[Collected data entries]
= = = =

use bytes::Bytes;
use futures_core::Stream;
use serde::{Deserialize, Serialize};
use std::collections::BTreeMap;
use std::pin::Pin;
use uuid::Uuid;

/// Stream of bytes for blob content
pub type ByteStream = Pin<Box<dyn Stream<Item = Result<Bytes, std::io::Error>> + Send>>;

/// Object metadata stored alongside the bytes (S3 `x-amz-meta-*` equivalent)
pub type ObjectMetadata = BTreeMap<String, String>;

/// Unique identifier for a multipart upload session
#[derive(Debug, Clone, PartialEq, Eq, Hash, PartialOrd, Ord, Serialize, Deserialize)]
pub struct UploadId(pub String);

impl UploadId {
    /// Generate a new random upload ID
    pub fn new() -> Self {
        Self(format!("upl_{}", Uuid::new_v4().simple()))
    }

    /// Create from existing string
    pub fn from_string(id: String) -> Self {
        Self(id)
    }

    /// Get the inner string
    pub fn as_str(&self) -> &str {
        &self.0
    }
}

impl Default for UploadId {
    fn default() -> Self {
        Self::new()
    }
}

impl std::fmt::Display for UploadId {
    fn fmt(&self, f: &mut std::fmt::Formatter<'_>) -> std::fmt::Result {
        write!(f, "{}", self.0)
    }
}

/// What a signed PUT (or multipart session) will attach to the object
#[derive(Debug, Clone, Default, PartialEq, Eq)]
pub struct PutOptions {
    pub content_type: Option<String>,
    pub metadata: ObjectMetadata,
}

impl PutOptions {
    pub fn new() -> Self {
        Self::default()
    }

    pub fn with_content_type<S: Into<String>>(mut self, content_type: S) -> Self {
        self.content_type = Some(content_type.into());
        self
    }

    pub fn with_metadata<K: Into<String>, V: Into<String>>(mut self, key: K, value: V) -> Self {
        self.metadata.insert(key.into(), value.into());
        self
    }
}
//! edgestore-auth: sealed session-context tokens for EdgeStore.

pub mod codec;
pub mod error;
pub mod jwt;
pub mod options;

pub use codec::JwtContextCodec;
pub use error::ContextError;
pub use jwt::JwtSigner;
pub use options::{JwtAlgorithm, JwtContextOptions, SECRET_ENV};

= = = =

Retype exactly the line with "impl std::fmt::Display for" and each line after it until the records end, and include no other line.

impl std::fmt::Display for UploadId {
    fn fmt(&self, f: &mut std::fmt::Formatter<'_>) -> std::fmt::Result {
        write!(f, "{}", self.0)
    }
}

/// What a signed PUT (or multipart session) will attach to the object
#[derive(Debug, Clone, Default, PartialEq, Eq)]
pub struct PutOptions {
    pub content_type: Option<String>,
    pub metadata: ObjectMetadata,
}

impl PutOptions {
    pub fn new() -> Self {
        Self::default()
    }

    pub fn with_content_type<S: Into<String>>(mut self, content_type: S) -> Self {
        self.content_type = Some(content_type.into());
        self
    }

    pub fn with_metadata<K: Into<String>, V: Into<String>>(mut self, key: K, value: V) -> Self {
        self.metadata.insert(key.into(), value.into());
        self
    }
}
//! edgestore-auth: sealed session-context tokens for EdgeStore.

pub mod codec;
pub mod error;
pub mod jwt;
pub mod options;

pub use codec::JwtContextCodec;
pub use error::ContextError;
pub use jwt::JwtSigner;
pub use options::{JwtAlgorithm, JwtContextOptions, SECRET_ENV};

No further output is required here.